На улице сияло июньское солнце. Галдели воробьи. С санитарной повозки сгружали охающего бородача-казака с простреленной ногой. От солнца и шума голова закружилась еще сильнее. Герман добрел до остова садовой скамьи и примостился на уцелевшей части. Большая часть сиденья была зверски выломана, надо думать, на дрова. Герман положил шинель, оперся о мягкое локтем и постарался ни о чем не думать. Под черепом пульсировала тупая боль. Стоило снять фуражку – стало чуть легче. Прапорщик осторожно потрогал забинтованный лоб. М-да, «кипит наш разум возмущенный» – в этом большевички совершенно правы.
Мимо протопали санитары, покосились. Герман постарался принять скучающий вид – признаваться в слабости абсолютно не хотелось. Вынул коробку папирос. Курить прапорщик не любил. Герман вообще мало что любил. Наоборот, в мире существовала уйма вещей, которые прапорщик тоскливо и упорно ненавидел. Например, шинели. Как свою, с добротно, но грубо заштопанной полой, с так и не пожелавшими окончательно отчиститься белилами на рукаве, так и вообще шинели, как примету грубой материальности мира.

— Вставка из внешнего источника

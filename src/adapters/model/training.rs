//! Logistic model fitting from labeled training rows.
//!
//! Rows are shuffled with a seeded RNG and split into train and holdout
//! sets. Features are standardized on the training rows and fitted by
//! full-batch gradient descent on the log loss; the coefficients are
//! then folded back so the saved model takes raw features.

use anyhow::Result;
use rand::SeedableRng;
use rand::rngs::StdRng;
use rand::seq::SliceRandom;
use serde::{Deserialize, Serialize};
use tracing::{info, instrument};

use crate::config::TrainingConfig;
use crate::domain::bet::{FEATURE_COUNT, FeatureVector};
use crate::ports::model::ProbabilityModel;
use crate::ports::repository::LabeledBet;

use super::logistic::{LogisticModel, sigmoid};

/// Holdout evaluation of a fitted model.
#[derive(Debug, Clone, PartialEq, Serialize, Deserialize)]
pub struct TrainingReport {
    pub train_rows: usize,
    pub test_rows: usize,
    /// Share of holdout rows classified correctly at p >= 0.5.
    pub accuracy: f64,
    /// `None` when the holdout has a single class.
    pub roc_auc: Option<f64>,
}

type Sample = (FeatureVector, bool);

/// Fits a `LogisticModel` with the configured split and descent settings.
#[derive(Debug, Clone)]
pub struct LogisticTrainer {
    config: TrainingConfig,
}

impl LogisticTrainer {
    pub fn new(config: TrainingConfig) -> Self {
        Self { config }
    }

    /// Split, fit and evaluate.
    #[instrument(skip_all, fields(rows = rows.len()))]
    pub fn train(&self, rows: &[LabeledBet]) -> Result<(LogisticModel, TrainingReport)> {
        anyhow::ensure!(rows.len() >= 2, "Need at least 2 training rows, got {}", rows.len());

        let samples: Vec<Sample> = rows
            .iter()
            .map(|r| (r.candidate.features(), r.winning > 0))
            .collect();
        let (train, test) = split(samples, self.config.test_fraction, self.config.seed);

        let wins = train.iter().filter(|(_, y)| *y).count();
        anyhow::ensure!(
            wins > 0 && wins < train.len(),
            "Training rows hold a single class ({wins} wins of {})",
            train.len()
        );

        let model = fit(&train, &self.config)?;
        let report = evaluate(&model, &train, &test)?;

        info!(
            train_rows = report.train_rows,
            test_rows = report.test_rows,
            accuracy = report.accuracy,
            roc_auc = ?report.roc_auc,
            "Model trained"
        );
        Ok((model, report))
    }
}

/// Seeded shuffle, then hold out `ceil(len * fraction)` rows (at least one
/// row on each side).
#[allow(clippy::cast_precision_loss, clippy::cast_possible_truncation, clippy::cast_sign_loss)]
fn split(mut samples: Vec<Sample>, fraction: f64, seed: u64) -> (Vec<Sample>, Vec<Sample>) {
    let mut rng = StdRng::seed_from_u64(seed);
    samples.shuffle(&mut rng);

    let test_len = ((samples.len() as f64) * fraction).ceil() as usize;
    let test_len = test_len.clamp(1, samples.len().saturating_sub(1));
    let train = samples.split_off(test_len);
    (train, samples)
}

#[allow(clippy::cast_precision_loss)]
fn fit(train: &[Sample], config: &TrainingConfig) -> Result<LogisticModel> {
    let n = train.len() as f64;

    let mut mean = [0.0; FEATURE_COUNT];
    let mut scale = [1.0; FEATURE_COUNT];
    for j in 0..FEATURE_COUNT {
        mean[j] = train.iter().map(|(FeatureVector(x), _)| x[j]).sum::<f64>() / n;
        let var = train
            .iter()
            .map(|(FeatureVector(x), _)| (x[j] - mean[j]).powi(2))
            .sum::<f64>()
            / n;
        // Constant columns stay at zero after centering
        if var.sqrt() > 1e-12 {
            scale[j] = var.sqrt();
        }
    }

    let standardized: Vec<([f64; FEATURE_COUNT], f64)> = train
        .iter()
        .map(|(FeatureVector(x), y)| {
            (
                std::array::from_fn(|j| (x[j] - mean[j]) / scale[j]),
                if *y { 1.0 } else { 0.0 },
            )
        })
        .collect();

    let mut w = [0.0; FEATURE_COUNT];
    let mut b = 0.0;
    for _ in 0..config.epochs {
        let mut grad_w = [0.0; FEATURE_COUNT];
        let mut grad_b = 0.0;
        for (x, y) in &standardized {
            let z = w.iter().zip(x).map(|(wj, xj)| wj * xj).sum::<f64>() + b;
            let err = sigmoid(z) - y;
            for (g, xj) in grad_w.iter_mut().zip(x) {
                *g += err * xj;
            }
            grad_b += err;
        }
        for (wj, g) in w.iter_mut().zip(grad_w) {
            *wj -= config.learning_rate * (g / n + config.l2 * *wj);
        }
        b -= config.learning_rate * grad_b / n;
    }

    let weights: [f64; FEATURE_COUNT] = std::array::from_fn(|j| w[j] / scale[j]);
    let intercept = b - (0..FEATURE_COUNT).map(|j| w[j] * mean[j] / scale[j]).sum::<f64>();
    LogisticModel::new(weights, intercept)
}

#[allow(clippy::cast_precision_loss)]
fn evaluate(model: &LogisticModel, train: &[Sample], test: &[Sample]) -> Result<TrainingReport> {
    let features: Vec<FeatureVector> = test.iter().map(|(x, _)| *x).collect();
    let labels: Vec<bool> = test.iter().map(|(_, y)| *y).collect();
    let probs = model.predict_proba(&features)?;

    let correct = probs
        .iter()
        .zip(&labels)
        .filter(|(p, y)| (**p >= 0.5) == **y)
        .count();

    Ok(TrainingReport {
        train_rows: train.len(),
        test_rows: test.len(),
        accuracy: correct as f64 / test.len() as f64,
        roc_auc: roc_auc(&probs, &labels),
    })
}

/// Area under the ROC curve via the rank-sum statistic, ties averaged.
#[allow(clippy::cast_precision_loss)]
pub fn roc_auc(scores: &[f64], positive: &[bool]) -> Option<f64> {
    let positives = positive.iter().filter(|y| **y).count();
    let negatives = positive.len() - positives;
    if positives == 0 || negatives == 0 {
        return None;
    }

    let mut order: Vec<usize> = (0..scores.len()).collect();
    order.sort_by(|&a, &b| scores[a].total_cmp(&scores[b]));

    let mut rank_sum = 0.0;
    let mut i = 0;
    while i < order.len() {
        let mut j = i;
        while j + 1 < order.len() && scores[order[j + 1]].total_cmp(&scores[order[i]]).is_eq() {
            j += 1;
        }
        let avg_rank = (i + j) as f64 / 2.0 + 1.0;
        rank_sum += avg_rank * order[i..=j].iter().filter(|&&k| positive[k]).count() as f64;
        i = j + 1;
    }

    let p = positives as f64;
    Some((rank_sum - p * (p + 1.0) / 2.0) / (p * negatives as f64))
}

#[cfg(test)]
mod tests {
    use super::*;
    use crate::domain::bet::fixtures::candidate;

    /// Favourites (1.20..1.59) win, underdogs (2.50..3.28) lose.
    fn separable_rows() -> Vec<LabeledBet> {
        (0..40)
            .flat_map(|i| {
                let i = f64::from(i);
                [
                    LabeledBet { candidate: candidate("Boston Celtics", 1.2 + 0.01 * i, 0.0), winning: 1 },
                    LabeledBet { candidate: candidate("Miami Heat", 2.5 + 0.02 * i, 0.0), winning: 0 },
                ]
            })
            .collect()
    }

    #[test]
    fn test_fit_ranks_separable_rows() {
        let (model, report) = LogisticTrainer::new(TrainingConfig::default())
            .train(&separable_rows())
            .unwrap();

        assert_eq!(report.test_rows, 16);
        assert_eq!(report.train_rows, 64);
        assert_eq!(report.roc_auc, Some(1.0));
        assert!(report.accuracy >= 0.9, "accuracy {}", report.accuracy);

        // Shorter price, higher probability
        assert!(model.weights[0] < 0.0);
        let probs = model
            .predict_proba(&[
                candidate("Boston Celtics", 1.3, 0.0).features(),
                candidate("Miami Heat", 3.0, 0.0).features(),
            ])
            .unwrap();
        assert!(probs[0] > 0.5 && probs[1] < 0.5, "{probs:?}");
    }

    #[test]
    fn test_same_seed_same_model() {
        let trainer = LogisticTrainer::new(TrainingConfig {
            epochs: 200,
            ..TrainingConfig::default()
        });
        let first = trainer.train(&separable_rows()).unwrap();
        let second = trainer.train(&separable_rows()).unwrap();
        assert_eq!(first, second);
    }

    #[test]
    fn test_single_class_is_error() {
        let rows: Vec<LabeledBet> = (0..10)
            .map(|_| LabeledBet { candidate: candidate("Utah Jazz", 2.0, 0.0), winning: 0 })
            .collect();
        let err = LogisticTrainer::new(TrainingConfig::default()).train(&rows).unwrap_err();
        assert!(err.to_string().contains("single class"));
        assert!(LogisticTrainer::new(TrainingConfig::default()).train(&rows[..1]).is_err());
    }

    #[test]
    fn test_roc_auc() {
        assert_eq!(roc_auc(&[0.1, 0.4, 0.35, 0.8], &[false, false, true, true]), Some(0.75));
        assert_eq!(roc_auc(&[0.9, 0.1], &[false, true]), Some(0.0));
        assert_eq!(roc_auc(&[0.5, 0.5], &[true, false]), Some(0.5));
        assert_eq!(roc_auc(&[0.2, 0.7], &[true, true]), None);
    }
}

Первая шинель, которую Герман отчетливо помнил, была папина. Помнил ремни, шашку, новую пахучую кобуру и колкую шинель. Вокзал, полный громогласных людей, свистков, запахов угля и смазки. Папа сел в вагон, помахал перчатками из окна и больше никогда не вернулся. Где-то под Ляояном осталась могила, на которой никто никогда не побывает. Да и существовала ли у штабс-капитана Землякова-Голутвина отдельная могила? У выросшего Германа была возможность убедиться, как хоронит матушка-Россия своих павших героев – во рвах, канавах, братских могилах под безымянными крестами.